Trommer’s “Naked for Tea”: Now Available!

Trommer’s “Naked for Tea”: Now Available!

Telluride’s Word Woman Rosemerry Trommer will be reading from her book, “Naked for Tea,” and signing copies at Telluride Arts, April 3, 6 p.m. as part of a special event co-sponsored by Telluride Arts, Between the Covers, Talking Gourds Poetry Club, Telluride Institute and the Wilkinson Public Library. The event is free and includes tea, of course, and refreshments. Also perhaps a surprise musical interlude. (A second reading is also scheduled, this one for Cimarron Books in Ridgway on May 21, 6:30 p.m.)

“Naked for Tea is available at Between the Covers or at Trommer’s website for $19.95.

Please scroll down and listen to a podcast featuring Rosemerry Trommer.

Word Woman Rosemerry Trommer, courtesy reallife photographs.

Rosemerry Trommer.

Her first name all by its lonesome has morphed into an adjective in the Telluride community signifying beauty, inside and out.
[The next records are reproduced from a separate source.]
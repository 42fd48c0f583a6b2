mod common;

use std::time::Duration;

use chrono::{NaiveDate, Utc};
use serde_json::{json, Value};
use transfer_admin::error::Error;
use transfer_admin::export::export_file_name;
use transfer_admin::reservations::{
    CalendarView, NewReservation, ReservationPatch, ReservationQuery, ReservationStatus,
};
use wiremock::matchers::{body_json, method, path};
use wiremock::{Mock, MockServer, ResponseTemplate};

use common::*;

fn query_of(request: &wiremock::Request) -> Vec<(String, String)> {
    request
        .url
        .query_pairs()
        .map(|(k, v)| (k.into_owned(), v.into_owned()))
        .collect()
}

fn new_reservation() -> NewReservation {
    NewReservation {
        name: "Ana Mora".to_string(),
        phone: "8888-0000".to_string(),
        email: "ana@example.com".to_string(),
        service_at: "2026-10-20T08:30".to_string(),
        pickup: "Hotel Central".to_string(),
        destination: "Aeropuerto SJO".to_string(),
        passengers: 3,
    }
}

#[tokio::test]
async fn test_list_filters() {
    let mock_server = MockServer::start().await;

    Mock::given(method("GET"))
        .and(path("/reservas"))
        .respond_with(ResponseTemplate::new(200).set_body_json(json!([
            reservation_json("r-1", "Ana", "PENDIENTE")
        ])))
        .mount(&mock_server)
        .await;

    Mock::given(method("GET"))
        .and(path("/reservas/r-7"))
        .respond_with(
            ResponseTemplate::new(200).set_body_json(reservation_json("r-7", "Luis", "CONFIRMADA")),
        )
        .mount(&mock_server)
        .await;

    let panel = signed_in(panel(&mock_server));
    let client = panel.reservations();

    client.list(&ReservationQuery::new()).await.unwrap();
    client
        .list(&ReservationQuery::new().status(ReservationStatus::Confirmed).search("ana"))
        .await
        .unwrap();
    client
        .list(&ReservationQuery::new().status(ReservationStatus::Rejected))
        .await
        .unwrap();
    let single = client.list(&ReservationQuery::new().id("r-7")).await.unwrap();
    assert_eq!(single.len(), 1);
    assert_eq!(single[0].status, ReservationStatus::Confirmed);

    let requests = mock_server.received_requests().await.unwrap();
    assert_eq!(query_of(&requests[0]), vec![("estado".to_string(), "PENDIENTE".to_string())]);
    assert_eq!(query_of(&requests[1]), vec![("buscar".to_string(), "ana".to_string())]);
    assert_eq!(query_of(&requests[2]), vec![("estado".to_string(), "RECHAZADA".to_string())]);
    assert_eq!(requests[3].url.path(), "/reservas/r-7");
}

#[tokio::test]
async fn test_calendar_reloads_after_accept() {
    let mock_server = MockServer::start().await;

    Mock::given(method("GET"))
        .and(path("/reservas"))
        .respond_with(ResponseTemplate::new(200).set_body_json(json!([
            reservation_json("r-1", "Ana", "PENDIENTE")
        ])))
        .up_to_n_times(1)
        .expect(1)
        .mount(&mock_server)
        .await;

    Mock::given(method("GET"))
        .and(path("/reservas"))
        .respond_with(ResponseTemplate::new(200).set_body_json(json!([
            reservation_json("r-1", "Ana", "CONFIRMADA")
        ])))
        .expect(1)
        .mount(&mock_server)
        .await;

    Mock::given(method("PATCH"))
        .and(path("/reservas/r-1/aceptar"))
        .respond_with(ResponseTemplate::new(200).set_body_json(json!({ "ok": true })))
        .expect(1)
        .mount(&mock_server)
        .await;

    let panel = signed_in(panel(&mock_server));
    let calendar = panel.calendar();
    assert_eq!(calendar.load().await.unwrap(), 1);

    let events = calendar.events().await;
    assert_eq!(events[0].title, "Ana - Hotel Central → Aeropuerto SJO");
    assert_eq!(events[0].colors.background, "#FFA500");

    calendar.accept("r-1").await.unwrap();

    let events = calendar.events().await;
    assert_eq!(events[0].status, ReservationStatus::Confirmed);
    assert_eq!(events[0].colors.background, "#8BC34A");

    let day = NaiveDate::from_ymd_opt(2026, 10, 20).unwrap();
    assert_eq!(calendar.events_in_view(CalendarView::Day, day, &Utc).await.len(), 1);
    let next_day = NaiveDate::from_ymd_opt(2026, 10, 21).unwrap();
    assert!(calendar.events_in_view(CalendarView::Day, next_day, &Utc).await.is_empty());
    assert_eq!(calendar.events_in_view(CalendarView::Month, next_day, &Utc).await.len(), 1);
}

#[tokio::test]
async fn test_failed_reject_shows_server_message_and_keeps_list() {
    let mock_server = MockServer::start().await;

    Mock::given(method("GET"))
        .and(path("/reservas"))
        .respond_with(ResponseTemplate::new(200).set_body_json(json!([
            reservation_json("r-1", "Ana", "CONFIRMADA")
        ])))
        .expect(1)
        .mount(&mock_server)
        .await;

    Mock::given(method("PATCH"))
        .and(path("/reservas/r-1/rechazar"))
        .respond_with(
            ResponseTemplate::new(409).set_body_json(json!({ "message": "La reserva ya fue confirmada" })),
        )
        .mount(&mock_server)
        .await;

    let panel = signed_in(panel(&mock_server));
    let calendar = panel.calendar();
    calendar.load().await.unwrap();

    let err = calendar.reject("r-1").await.unwrap_err();
    assert_eq!(err.user_message("Error al rechazar la reserva"), "La reserva ya fue confirmada");
    assert_eq!(calendar.reservations().await.len(), 1);
}

#[tokio::test]
async fn test_calendar_refresh_runs_periodically() {
    let mock_server = MockServer::start().await;

    Mock::given(method("GET"))
        .and(path("/reservas"))
        .respond_with(ResponseTemplate::new(200).set_body_json(json!([])))
        .mount(&mock_server)
        .await;

    let panel = signed_in(panel(&mock_server));
    let handle = panel.calendar().spawn_refresh(Duration::from_millis(40));
    tokio::time::sleep(Duration::from_millis(150)).await;
    drop(handle);

    assert!(mock_server.received_requests().await.unwrap().len() >= 2);
}

#[tokio::test]
async fn test_create_validates_before_sending() {
    let mock_server = MockServer::start().await;

    Mock::given(method("POST"))
        .and(path("/reservas"))
        .respond_with(ResponseTemplate::new(201).set_body_json(json!({ "id": "r-new" })))
        .expect(1)
        .mount(&mock_server)
        .await;

    let panel = signed_in(panel(&mock_server));
    let client = panel.reservations();

    let mut invalid = new_reservation();
    invalid.pickup = " ".to_string();
    let err = client.create(&invalid).await.unwrap_err();
    assert!(matches!(err, Error::Validation(_)));
    assert_eq!(err.user_message(""), "El lugar de recogida es requerido");

    client.create(&new_reservation()).await.unwrap();

    let requests = mock_server.received_requests().await.unwrap();
    assert_eq!(requests.len(), 1);
    let body: Value = serde_json::from_slice(&requests[0].body).unwrap();
    assert_eq!(body["desdeAdmin"], json!(true));
    assert_eq!(body["nombre"], json!("Ana Mora"));
    assert_eq!(body["cantidadPersonas"], json!(3));
}

#[tokio::test]
async fn test_table_edit_saves_and_reloads() {
    let mock_server = MockServer::start().await;

    Mock::given(method("GET"))
        .and(path("/reservas"))
        .respond_with(ResponseTemplate::new(200).set_body_json(json!([
            reservation_json("r-1", "Ana", "CONFIRMADA"),
            reservation_json("r-2", "Luis", "PENDIENTE")
        ])))
        .expect(2)
        .mount(&mock_server)
        .await;

    Mock::given(method("PATCH"))
        .and(path("/reservas/r-2"))
        .and(body_json(json!({ "monto": 150.5, "chofer": "Carlos" })))
        .respond_with(ResponseTemplate::new(200).set_body_json(json!({ "ok": true })))
        .expect(1)
        .mount(&mock_server)
        .await;

    let panel = signed_in(panel(&mock_server));
    let table = panel.table();
    assert!(table.is_loading().await);
    assert_eq!(table.load().await.unwrap(), 2);
    assert!(!table.is_loading().await);

    let draft = table.begin_edit("r-2").await.unwrap();
    assert!(draft.is_empty());
    assert!(table.set_draft(ReservationPatch::default().with_amount(150.5).with_driver("Carlos")).await);

    table.save().await.unwrap();
    assert!(table.editing().await.is_none());
    assert!(table.begin_edit("missing").await.is_none());
}

#[tokio::test]
async fn test_table_export_selection() {
    let mock_server = MockServer::start().await;

    Mock::given(method("GET"))
        .and(path("/reservas"))
        .respond_with(ResponseTemplate::new(200).set_body_json(json!([
            reservation_json("r-1", "Ana", "CONFIRMADA"),
            reservation_json("r-2", "Luis", "PENDIENTE"),
            reservation_json("r-3", "Marta", "RECHAZADA")
        ])))
        .mount(&mock_server)
        .await;

    let panel = signed_in(panel(&mock_server));
    let table = panel.table();
    table.load().await.unwrap();

    table.set_selection_mode(true).await;
    assert!(table.toggle("r-3").await);
    assert!(table.toggle("r-1").await);
    assert!(!table.toggle("r-3").await);
    assert_eq!(table.selected().await, vec!["r-1".to_string()]);

    table.toggle_all().await;
    assert_eq!(table.selected().await.len(), 3);
    table.toggle_all().await;
    assert!(table.selected().await.is_empty());

    table.toggle("r-2").await;
    let dir = tempfile::tempdir().unwrap();
    let today = NaiveDate::from_ymd_opt(2026, 10, 17).unwrap();
    let file = table.export(dir.path(), today, &Utc).await.unwrap();
    assert_eq!(file.file_name().unwrap().to_str().unwrap(), export_file_name(today));
    assert_eq!(export_file_name(today), "Reservas_17-10-2026.xlsx");
    assert!(file.exists());

    table.set_selection_mode(false).await;
    assert!(table.selected().await.is_empty());
}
Rosemerry’s name twins with extraordinary gifts too, when she sings out loud (with Heartbeat) – or when she sings so melodically through her poetry.

Book after book of poem after poem demonstrates a wild and wide-ranging intelligence.

Rosemerry’s poetry, like her peripatetic mind, resonates with a sense of relentless inquiry that hums just below the surface of every single spare but pithy line.

Her curiosity kills – figuratively of course. Meaning Rosemerry nails the motion behind the emotion every single time.

That’s right.

Every single time.

“That’s Right.”

The name of a poem whose opening line became the title of her latest work, “Naked for Tea, a finalist for the Abie Muse Book Award, now available in pre-release.

That’s Right

I’ve shown up naked
 to tea.
I know it’s not 
the proper thing to do.
In fact, I am a bit surprised
myself to be wearing
nothing more than this pink scarf.
I was wearing more
 when I left the house.
At least it is soft, the scarf,
and at least it is warm,
the tea.You don’t have
to pretend you don’t notice
and I’ll not pretend
 either. No, let’s go on.
That’s right,
it’s a bit uncomfortable
I suppose, as all things are
at first. We’ll go on.
Maybe, by the time we pass the cream
you’ll have slipped out of
your own button up shirt,
your judgment, your embarrassment,
your belt.
Maybe by the time
we get to the bottom
of our cups we’ll wonder
why we would ever spend
an afternoon together
any other way.

“‘That’s Right’ is a playful daydream exploring the art of vulnerability,” Trommer says.

Vulnerability, she says, is one of the major themes in the book, as are failure, parenting, nature, gardening, literature, donkeys and cauliflower.

“Reading Rosemerry Wahtola Trommer is to float upon a never-ending waterfall of wonder,” says best-selling author and spiritual leader Wayne Muller in the foreword to ‘Naked for Tea,’ adding: “Pay attention. The elegance of her simplicity will blind you to her mastery. Then, she will let you fall, head over heels, in Love. With everything. You have been warned.”

This is Trommer’s eleventh collection of poems, all written since she first moved to the Telluride region in 1994.

Trommer served as San Miguel County’s first Poet Laureate, was selected as the third Colorado Western Slope Poet Laureate, and is poetry editor for the Gourmet magazine’s Edible Southwest.

She teaches poetry for 12-step recovery programs, hospice, mindfulness retreats, women’s retreats and more.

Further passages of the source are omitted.